Sebab derajat pikun ada yang sifatnya situasional. Misalnya, di tanah air jemaah yang bersangkutan tidak pikun, namun ketika sampai di suatu wilayah yang asing baginya, dia menjadi disorientasi. "Kaget, syok, tidak kenal diri dan lingkungannya. Jadi jangan aneh kalau melihat orang pikun lebih nyaman di lingkungannya karena dia telah terbiasa. Yang di tanah air tidak berat, di sini jadi berat," kata dia.
Di Malaysia, Fidiansyah menambahkan, juga dilakukan tes kewarasan sebelum jemaah diberangkatkan. Indonesia dalam pelaksanaan haji tahun mendatang juga akan menerapkan tes kepikunan. Jika derajatnya dianggap berat, maka Kemenkes akan membicarakan dengan pihak keluarga kemungkinan calon haji ini dibadalkan.
"Dulu pernah dicoba pada kelompok risti yang masih dalam konteks fisik bagus, didampingi juga oleh satuan kesehatan yang betul-betul lengkap. Tetapi berangkat tidak lama. Mereka diberangkatkan di akhir keberangkatan dan dipulangkan awal. Tidak lama-lama setelah wukuf dipulangin lagi. Namun ini harus ada kerjasama khusus dengan Kemenag yang punya aturan kuota," dia membeberkan.
Istitho'ah kesehatan, ujar dia, berdampak pada angka kematian yang rendah di dua negara ini. Angka kematian jemaah di Indonesia masih tinggi karena proses keberangkatan tidak terlalu selektif. Hingga Senin 27 Oktober 2014, jemaah wafat baik reguler maupun khusus tercatat 274 orang. baca: Daftar Nama Jamaah Haji Yang Wafat Di Tanah Suci
"Sebetulnya prestasi kita lebih bagus.
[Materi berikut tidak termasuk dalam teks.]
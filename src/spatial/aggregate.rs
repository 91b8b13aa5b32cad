//! Per-area aggregation of joined listings.

use tracing::debug;

use crate::domain::{Area, AreaRecord, DroppedArea, Listing, Variable};

/// Aggregation output: eligible areas plus the ones that were dropped.
#[derive(Debug, Clone)]
pub struct Aggregation {
    pub records: Vec<AreaRecord>,
    pub dropped: Vec<DroppedArea>,
}

#[derive(Debug, Clone, Default)]
struct Accumulator {
    n_listings: usize,
    price_sum: f64,
    sums: Vec<f64>,
    counts: Vec<usize>,
}

/// Average the selected attributes of the listings in each area.
///
/// Missing attribute values are skipped (they don't count as zero). An area is
/// dropped when it has fewer than `min_listings` listings, or when one of the
/// selected attributes has no values at all inside it.
pub fn aggregate_by_area(
    listings: &[Listing],
    assignment: &[Option<usize>],
    areas: &[Area],
    explanatory: &[Variable],
    min_listings: usize,
) -> Aggregation {
    let k = explanatory.len();
    let mut acc = vec![
        Accumulator {
            sums: vec![0.0; k],
            counts: vec![0; k],
            ..Accumulator::default()
        };
        areas.len()
    ];

    for (listing, area_idx) in listings.iter().zip(assignment.iter()) {
        let Some(area_idx) = *area_idx else {
            continue;
        };
        let Some(slot) = acc.get_mut(area_idx) else {
            continue;
        };
        slot.n_listings += 1;
        slot.price_sum += listing.price;
        for (j, &var) in explanatory.iter().enumerate() {
            if let Some(v) = listing.value(var).filter(|v| v.is_finite()) {
                slot.sums[j] += v;
                slot.counts[j] += 1;
            }
        }
    }

    let mut records = Vec::new();
    let mut dropped = Vec::new();

    for (idx, (area, slot)) in areas.iter().zip(acc.into_iter()).enumerate() {
        if slot.n_listings == 0 {
            dropped.push(DroppedArea {
                id: area.id.clone(),
                reason: "no listings".to_string(),
            });
            continue;
        }
        if slot.n_listings < min_listings {
            dropped.push(DroppedArea {
                id: area.id.clone(),
                reason: format!("only {} listing(s) (< {min_listings})", slot.n_listings),
            });
            continue;
        }
        if let Some(j) = slot.counts.iter().position(|&c| c == 0) {
            dropped.push(DroppedArea {
                id: area.id.clone(),
                reason: format!("no values for `{}`", explanatory[j].column()),
            });
            continue;
        }

        let means = slot
            .sums
            .iter()
            .zip(slot.counts.iter())
            .map(|(s, &c)| s / c as f64)
            .collect();

        records.push(AreaRecord {
            area_index: idx,
            id: area.id.clone(),
            name: area.name.clone(),
            centroid: (area.centroid.x(), area.centroid.y()),
            n_listings: slot.n_listings,
            mean_price: slot.price_sum / slot.n_listings as f64,
            means,
        });
    }

    debug!(kept = records.len(), dropped = dropped.len(), "aggregated listings by area");
    Aggregation { records, dropped }
}

#[cfg(test)]
mod tests {
    use super::*;
    use geo::{MultiPolygon, Point, polygon};

    fn area(id: &str) -> Area {
        let poly = polygon![(x: 0.0, y: 0.0), (x: 1.0, y: 0.0), (x: 1.0, y: 1.0), (x: 0.0, y: 1.0)];
        Area::from_geometry(id.to_string(), None, MultiPolygon::new(vec![poly])).unwrap()
    }

    fn listing(price: f64, bedrooms: Option<f64>, room_type: &str) -> Listing {
        Listing {
            id: format!("L{price}"),
            price,
            accommodates: Some(2.0),
            bedrooms,
            bathrooms: None,
            beds: None,
            review_scores_rating: None,
            number_of_reviews: None,
            room_type: Some(room_type.to_string()),
            location: Point::new(0.5, 0.5),
        }
    }

    #[test]
    fn means_skip_missing_values() {
        let areas = vec![area("a"), area("b")];
        let listings = vec![
            listing(100.0, Some(1.0), "Entire home/apt"),
            listing(200.0, None, "Private room"),
            listing(300.0, Some(3.0), "Private room"),
        ];
        let assignment = vec![Some(0), Some(0), Some(0)];
        let vars = [Variable::Bedrooms, Variable::EntireHomeShare];
        let agg = aggregate_by_area(&listings, &assignment, &areas, &vars, 1);

        assert_eq!(agg.records.len(), 1);
        let rec = &agg.records[0];
        assert_eq!(rec.n_listings, 3);
        assert!((rec.mean_price - 200.0).abs() < 1e-12);
        assert!((rec.means[0] - 2.0).abs() < 1e-12);
        assert!((rec.means[1] - 1.0 / 3.0).abs() < 1e-12);

        assert_eq!(agg.dropped.len(), 1);
        assert_eq!(agg.dropped[0].id, "b");
    }

    #[test]
    fn thin_areas_are_dropped() {
        let areas = vec![area("a")];
        let listings = vec![listing(100.0, Some(1.0), "Private room")];
        let agg = aggregate_by_area(&listings, &[Some(0)], &areas, &[Variable::Bedrooms], 2);
        assert!(agg.records.is_empty());
        assert!(agg.dropped[0].reason.contains("only 1"));
    }
}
Ini tidak diseleksi dan jemaah kita lebih banyak, apalagi kalau diseleksi, ikhtiar angka kematian bisa ditekan akan lebih bagus lagi," kata Fidi.
Belajar dari dua negara ini, dalam ibadah haji tahun mendatang, Fidiansyah berjanji akan melakukan perubahan dalam penataan kloter dan tenaga kesehatan yang menetap di tiga wilayah kerja, Mekah, Madinah dan Jeddah, sehingga kebutuhan tenaga kesehatan benar-benar proporsional. "Mereka belajar dari kita, kita juga belajar dari mereka," katanya.